Because of its size and that the ground slopes down by its tail and its head, it is impossible to obtain a photograph of the entire serpent from the ground or even from the observation tower. Visitors are asked not to walk on the mound, but there is path encircling it. There is a small museum at the site which explains a little about the culture and daily life of the Indians who built the mound. The museum itself is little more than a single room, but worthwhile and the attendant is helpful. A painting in the museum shows a reconstruction of an Indian village. Dr. William Kennedy of the Dayton Society of Natural History was another of the interesting speakers at the archaeology fair. He talked about trying to reconstruct how such a village looked when there are virtually no historical records. He especially talked about thatching the roofs, which today is almost a lost art. We know the Indians in this area used thatch, and even the type of grass used, due in part to an accidental survival of a mud wasp nest. The nest was built in the thatch, which later caught fire and baked the nest to a kind of low-grade ceramic. An imprint of the thatching was found on the nest, and from that archaeologists could show that the Indians used a type of prairie grass that was once common in the area. That was the easy part to figure out. How to properly thatch a roof and what it probably looked like was much harder.

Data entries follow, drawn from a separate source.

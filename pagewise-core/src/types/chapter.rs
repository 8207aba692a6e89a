//! Chapter type representing one navigation entry and its text

use serde::{Deserialize, Serialize};

/// Id given to the synthesized chapter holding content before the first anchor
pub const PREFIX_CHAPTER_ID: &str = "internal:prefix_content";

/// Title given to the synthesized prefix chapter
pub const PREFIX_CHAPTER_TITLE: &str = "Introduction";

/// A single chapter of a book, flattened from the navigation tree
#[derive(Debug, Clone, Serialize, Deserialize, PartialEq)]
pub struct Chapter {
    /// Navigation `src` (document#fragment), or a synthesized placeholder
    pub id: String,

    /// Chapter title from the navigation document
    pub title: String,

    /// Cleaned chapter text (empty when text was not requested)
    pub text: String,

    /// Length of the cleaned text in characters
    pub char_count: usize,

    /// Id of the enclosing chapter, if nested
    pub parent_id: Option<String>,

    /// Depth in the navigation tree (top level = 1)
    pub level: u32,
}

impl Chapter {
    /// Create a new top-level chapter with no text
    pub fn new(id: impl Into<String>, title: impl Into<String>) -> Self {
        Self {
            id: id.into(),
            title: title.into(),
            text: String::new(),
            char_count: 0,
            parent_id: None,
            level: 1,
        }
    }

    /// Set the chapter text and its character count
    pub fn with_text(mut self, text: impl Into<String>, char_count: usize) -> Self {
        self.text = text.into();
        self.char_count = char_count;
        self
    }

    /// Set the parent chapter id and nesting level
    pub fn with_parent(mut self, parent_id: Option<String>, level: u32) -> Self {
        self.parent_id = parent_id;
        self.level = level;
        self
    }

    /// Whether this is the synthesized prefix chapter
    pub fn is_prefix(&self) -> bool {
        self.id == PREFIX_CHAPTER_ID
    }
}
//! Paragraph and sentence segmentation

use regex::Regex;
use std::sync::LazyLock;
use unicode_segmentation::UnicodeSegmentation;

static PARAGRAPH_BREAK_RE: LazyLock<Regex> = LazyLock::new(|| Regex::new(r"\n[ \t\r\u{a0}]*\n\s*").unwrap());

/// Abbreviations that end with a period but rarely end a sentence
const ABBREVIATIONS: &[&str] = &[
    "mr.", "mrs.", "ms.", "dr.", "st.", "prof.", "jr.", "sr.", "vs.", "e.g.", "i.e.", "cf.",
    "mt.", "rev.", "gen.", "capt.", "lt.", "col.", "sgt.",
];

/// Split text into paragraphs on blank lines
///
/// Paragraphs are trimmed and empty ones dropped.
pub fn split_paragraphs(text: &str) -> Vec<String> {
    PARAGRAPH_BREAK_RE
        .split(text)
        .map(str::trim)
        .filter(|p| !p.is_empty())
        .map(str::to_string)
        .collect()
}

/// Split a paragraph into trimmed sentences
///
/// Boundaries follow UAX #29, with fragments ending in a known abbreviation or
/// a single initial ("J.") glued to the fragment that follows.
pub fn split_sentences(paragraph: &str) -> Vec<String> {
    let mut sentences = Vec::new();
    let mut pending = String::new();

    for bound in paragraph.split_sentence_bounds() {
        pending.push_str(bound);
        let trimmed = pending.trim();
        if trimmed.is_empty() {
            pending.clear();
            continue;
        }
        if ends_with_abbreviation(trimmed) {
            continue;
        }
        sentences.push(trimmed.to_string());
        pending.clear();
    }

    let rest = pending.trim();
    if !rest.is_empty() {
        sentences.push(rest.to_string());
    }
    sentences
}

/// Split a sentence after every comma, semicolon or colon that is followed by
/// whitespace, keeping the delimiter on the clause it ends
///
/// Delimiters inside numbers and times ("3,000", "10:30") do not split.
pub fn split_clauses(sentence: &str) -> Vec<String> {
    let mut clauses = Vec::new();
    let mut current = String::new();
    let mut chars = sentence.chars().peekable();

    while let Some(c) = chars.next() {
        current.push(c);
        let at_break = matches!(c, ',' | ';' | ':')
            && chars.peek().is_some_and(|next| next.is_whitespace());
        if at_break {
            let clause = current.trim();
            if !clause.is_empty() {
                clauses.push(clause.to_string());
            }
            current.clear();
        }
    }

    let rest = current.trim();
    if !rest.is_empty() {
        clauses.push(rest.to_string());
    }
    clauses
}

fn ends_with_abbreviation(fragment: &str) -> bool {
    let Some(last_word) = fragment.split_whitespace().last() else {
        return false;
    };
    let word = last_word
        .trim_start_matches(|c: char| !c.is_alphanumeric())
        .to_lowercase();

    if ABBREVIATIONS.contains(&word.as_str()) {
        return true;
    }

    // Single initial such as "J."
    let mut chars = word.chars();
    matches!(
        (chars.next(), chars.next(), chars.next()),
        (Some(c), Some('.'), None) if c.is_alphabetic()
    )
}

I have shown the apparent size of the crater as about 5 miles across, which is what most sources use. Dr. Milam explained why he thinks it could possibly be twice as large, based on comparisons of the central peak with the overall crater size on the Moon and other bodies in the Solar System. And there are other geological features that far out which may have been shaped by the meteor impact. Extensive erosion makes the work of deciphering all of this difficult. In fact, some scientists do not even call the remains a crater but an “astrobleme.” This is a rather poetic name which literally means “star wound.” But rather than use a word which almost no one knows what it means, and which one has little chance to use elsewhere, I will continue to call it a crater. At this point we do not know what hit. Dr. Milam, in his Guide to the Serpent Mound Impact Structure, South-Central Ohio, gives a couple possibilities. One is a comet traveling at 31 miles/second, another is an asteroid traveling at 11 miles/second, both about a half-mile in diameter and impacting the Earth at an angle of 45 degrees. The resulting explosion would have been over 2 million times that of the atomic blast at Hiroshima. He cautions that these are only two of the many possibilities. I bought the guide at the museum gift shop. Although it is only 40 pages and cost $20 (Dr. Milam said even at that price he doesn’t get any royalties), for me it was worth it as the guide contains a wealth of technical information, clear photographs, and charts.

I thoroughly enjoyed my day at the Serpent Mound Archaeology Fair. The presenters and exhibiters were all very knowledgeable and enthusiastic about their subjects. It was an example of what good science education can be. I will certainly be back for the fair next year if at all possible.